Making good use of the X-ray beams at Berkeley Lab’s Advanced Light Source (ALS), the collaboration made the first direct observations of the micro-scale mechanisms behind the ability of skin to resist tearing. They identified four specific mechanisms in collagen, the main structural protein in skin tissue, that act synergistically to diminish the effects of stress.
The team found that collagen is strong because its fibrils “rotate, straighten, stretch and slide” when applied stress tries to cause a tear in the skin. For low strains, there’s elastin, another protein that works with collagen in the dermis. Because of the material properties of these proteins, skin can automatically absorb much strain without tearing. “Our study is the first to model and directly observe in real time the micro-scale behavior of the collagen fibrils associated with the skin’s remarkable tear resistance,” one of the researchers said.

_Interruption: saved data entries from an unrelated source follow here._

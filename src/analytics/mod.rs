//! Traffic accounting on top of a `SheetStore`
//!
//! - `bootstrap`: create the five required sheets
//! - `daily`: append closed days of clones/views
//! - `reconcile`: fold path/referrer snapshots into running totals

pub mod aggregate;
pub mod bootstrap;
pub mod daily;
pub mod layout;
pub mod reconcile;
pub mod stream;

pub use aggregate::{AggregateEntry, AggregateTable, Counts};
pub use bootstrap::ensure_sheets;
pub use daily::{DailyMetricRow, DailyMetricsAppender};
pub use reconcile::{ReconcileOutcome, SnapshotReconciler, fold_snapshot};
pub use stream::Stream;
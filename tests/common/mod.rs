//! Shared test helpers

#![allow(dead_code)]

use trafficsheet::storage::Row;

/// Nothing listens on port 1 of the loopback interface
pub const UNREACHABLE_URL: &str = "http://127.0.0.1:1";

pub fn row(cells: &[&str]) -> Row {
    cells.iter().map(|c| c.to_string()).collect()
}
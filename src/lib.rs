//! trafficsheet - GitHub traffic accumulation into Google Sheets
//!
//! GitHub only exposes a trailing 14-day window of traffic data. This crate
//! runs as a daily batch job that keeps a permanent record of it in a
//! spreadsheet: closed days of clones/views are appended, and popular paths
//! and referrers are folded into running totals by diffing each snapshot
//! against the previous one.
//!
//! # Architecture
//! - `services::traffic`: traffic source models and the GitHub REST client
//! - `storage`: `SheetStore` contract, Google Sheets and in-memory backends
//! - `analytics`: bootstrap, daily appender and snapshot reconciler
//! - `runtime`: context construction and the job run
//! - `config`: static configuration
//! - `system`: logging

pub mod analytics;
pub mod cli;
pub mod config;
pub mod errors;
pub mod runtime;
pub mod services;
pub mod storage;
pub mod system;
pub mod utils;
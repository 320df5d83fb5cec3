//! Spreadsheet layout: sheet names, display positions and header rows

use crate::storage::SheetRange;

pub const CLONES_VIEWS_SHEET: &str = "clones-views";
pub const PATHS_SHEET: &str = "paths";
pub const LAST_PATHS_SHEET: &str = "paths-last";
pub const REFERRERS_SHEET: &str = "referrers";
pub const LAST_REFERRERS_SHEET: &str = "referrers-last";

pub const CLONES_VIEWS_HEADER: [&str; 5] = ["Date", "Clones", "Unique Clones", "Views", "Unique Views"];
pub const PATHS_HEADER: [&str; 3] = ["Path", "Count", "Uniques"];
pub const REFERRERS_HEADER: [&str; 3] = ["Referrers", "Count", "Uniques"];

/// 一个必需的工作表
#[derive(Debug, Clone, Copy, PartialEq, Eq)]
pub struct SheetLayout {
    pub name: &'static str,
    pub position: usize,
    pub header: &'static [&'static str],
}

/// Every sheet the job reads or writes, in creation order
pub const REQUIRED_SHEETS: [SheetLayout; 5] = [
    SheetLayout {
        name: CLONES_VIEWS_SHEET,
        position: 1,
        header: &CLONES_VIEWS_HEADER,
    },
    SheetLayout {
        name: PATHS_SHEET,
        position: 2,
        header: &PATHS_HEADER,
    },
    SheetLayout {
        name: REFERRERS_SHEET,
        position: 3,
        header: &REFERRERS_HEADER,
    },
    SheetLayout {
        name: LAST_PATHS_SHEET,
        position: 4,
        header: &PATHS_HEADER,
    },
    SheetLayout {
        name: LAST_REFERRERS_SHEET,
        position: 5,
        header: &REFERRERS_HEADER,
    },
];

/// Whole daily table including the header (`clones-views!A1:E`)
pub fn clones_views_table() -> SheetRange {
    SheetRange::new(CLONES_VIEWS_SHEET, "A1:E")
}

/// Whole key/count/uniques table including the header
pub fn aggregate_table(sheet: &str) -> SheetRange {
    SheetRange::new(sheet, "A1:C")
}

/// Key/count/uniques rows below the header
pub fn aggregate_body(sheet: &str) -> SheetRange {
    SheetRange::new(sheet, "A2:C")
}
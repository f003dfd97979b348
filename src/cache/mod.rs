//! Cache Module
//!
//! Provides a generic in-memory cache with sliding TTL expiration and LRU eviction.

mod entry;
mod lru;
mod stats;
mod store;

#[cfg(test)]
mod property_tests;

// Re-export public types
pub use entry::{current_timestamp_ms, CacheEntry};
pub use lru::select_victim;
pub use stats::{CacheCounters, CacheStats};
pub use store::GenericCache;

pub(crate) use store::{sweep_expired, CacheState};
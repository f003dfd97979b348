//! Request DTOs for the admin API
//!
//! Defines the structure of incoming HTTP request bodies and queries.

use serde::Deserialize;

use crate::enumerator::{MAX_PRIORITY, MIN_PRIORITY};
use crate::generation::PreGenerateOptions;
use crate::scenario::ScenarioParams;

/// Request body for POST /pregenerate
///
/// Missing fields fall back to the configured defaults.
#[derive(Debug, Clone, Default, Deserialize)]
pub struct PreGenerateRequest {
    #[serde(default)]
    pub max_scenarios: Option<usize>,
    #[serde(default)]
    pub min_priority: Option<u8>,
    #[serde(default)]
    pub locales: Option<Vec<String>>,
}

impl PreGenerateRequest {
    /// Validates the request data
    ///
    /// Returns an error message if validation fails, None if valid.
    pub fn validate(&self) -> Option<String> {
        if let Some(priority) = self.min_priority {
            if !(MIN_PRIORITY..=MAX_PRIORITY).contains(&priority) {
                return Some(format!(
                    "min_priority must be between {} and {}",
                    MIN_PRIORITY, MAX_PRIORITY
                ));
            }
        }
        match &self.locales {
            Some(locales) => validate_locales(locales),
            None => None,
        }
    }

    /// Fills unset fields from `defaults`.
    pub fn resolve(self, defaults: &PreGenerateOptions) -> PreGenerateOptions {
        PreGenerateOptions {
            max_scenarios: self.max_scenarios.unwrap_or(defaults.max_scenarios),
            min_priority: self.min_priority.unwrap_or(defaults.min_priority),
            locales: self.locales.unwrap_or_else(|| defaults.locales.clone()),
        }
    }
}

/// Request body for POST /pregenerate/custom
///
/// Parameters are range-checked while deserializing.
#[derive(Debug, Clone, Deserialize)]
pub struct CustomPreGenerateRequest {
    pub combinations: Vec<ScenarioParams>,
    pub locales: Vec<String>,
}

impl CustomPreGenerateRequest {
    pub fn validate(&self) -> Option<String> {
        if self.combinations.is_empty() {
            return Some("combinations cannot be empty".to_string());
        }
        validate_locales(&self.locales)
    }
}

/// Query string of DELETE /scenarios/:slug
#[derive(Debug, Clone, Default, Deserialize)]
pub struct InvalidateQuery {
    #[serde(default)]
    pub locale: Option<String>,
}

fn validate_locales(locales: &[String]) -> Option<String> {
    if locales.is_empty() {
        return Some("locales cannot be empty".to_string());
    }
    if locales.iter().any(|l| l.trim().is_empty()) {
        return Some("locales cannot contain blank entries".to_string());
    }
    None
}
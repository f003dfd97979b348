//! TTL Cleanup Task
//!
//! Background task that periodically removes expired cache entries.

use std::sync::Weak;
use std::time::Duration;

use tokio::sync::RwLock;
use tokio::task::JoinHandle;
use tracing::{debug, info};

use crate::cache::{sweep_expired, CacheState};

/// Spawns a background task that periodically sweeps expired cache entries.
///
/// The task sleeps for `interval` between sweeps and holds only a weak
/// reference to the cache state, so it ends by itself once the owning cache
/// is gone. The owner aborts it through the returned handle on `destroy()`.
///
/// # Arguments
/// * `cache` - Weak reference to the cache state
/// * `interval` - Time between sweeps
pub(crate) fn spawn_cleanup_task<T>(
    cache: Weak<RwLock<CacheState<T>>>,
    interval: Duration,
) -> JoinHandle<()>
where
    T: Send + Sync + 'static,
{
    tokio::spawn(async move {
        info!(
            "Starting TTL cleanup task with interval of {}ms",
            interval.as_millis()
        );

        loop {
            tokio::time::sleep(interval).await;

            let Some(state) = cache.upgrade() else {
                debug!("Cache dropped, stopping TTL cleanup task");
                break;
            };

            let removed = sweep_expired(&state).await;

            if removed > 0 {
                info!("TTL cleanup: removed {} expired entries", removed);
            } else {
                debug!("TTL cleanup: no expired entries found");
            }
        }
    })
}
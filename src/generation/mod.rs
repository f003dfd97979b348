//! Generation Module
//!
//! Batch pre-generation of scenario content and the collaborators it drives.

mod collaborators;
mod pipeline;
mod result;

pub use collaborators::{
    future_value, ContentGenerator, ContentSection, ContentSections, GoalDetector,
    InMemoryScenarioStore, RoundedSlugGenerator, RuleGoalDetector, ScenarioRecord, ScenarioStore,
    SlugGenerator, TemplateContentGenerator,
};
pub use pipeline::{
    BatchGenerationPipeline, Collaborators, PipelineOptions, PreGenerateOptions, StopHandle,
};
pub use result::{GenerationFailure, GenerationResult};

What they demonstrated instead is that the tearing or notching of skin triggers structural changes in the collagen fibrils of the dermis layer to reduce the stress concentration. Initially, these collagen fibrils are curvy and highly disordered. However, in response to a tear they rearrange themselves towards the tensile-loading direction, with rotation, straightening, stretching, sliding and delamination prior to fracturing.
Studying this mechanism inspired them to think about what bioengineers could learn from it:
“Natural inspiration is a powerful motivation to develop new synthetic materials with unique properties,” Ritchie says. “For example, the mechanistic understanding we’ve identified in skin could be applied to the improvement of artificial skin, or to the development of thin film polymers for applications such as flexible electronics.”
In sum, your body does its best to resist a wound. But when it occurs, the sewing machines know how to zip you back up.
This is a great example of how using an intelligent design approach to study something as close as the back of your hand can lead to intelligent design of artificial materials. Darwinism has nothing to say. These mechanisms were “conserved [unevolved] during evolution.” If something is unevolved during evolution, then evolution is useless; it can’t account for the origin of the mechanism, nor its persistence. The usefulness of intelligent design, by contrast, is readily apparent, inspiring, and productive.
Comments
The repairing of our skin is definitely one of the most amazing processes to me. I’ve always wondered how the cells manage to pull the gash closed. Very interesting stuff.
Without healing life would be entirely different, possibly on the verge of unlivable. Imagine us having to live in fear of any tiny bump or bruise.
My question to God has always been why he didn’t allow us to regenerate limbs. Not only is it, of course, within his power, but also it’s something that happens to some degree in animal species. Maybe one day I’ll get the opportunity to ask him, but I figure at the time I might have more interesting things to do – like (hopefully) live in eternal bliss.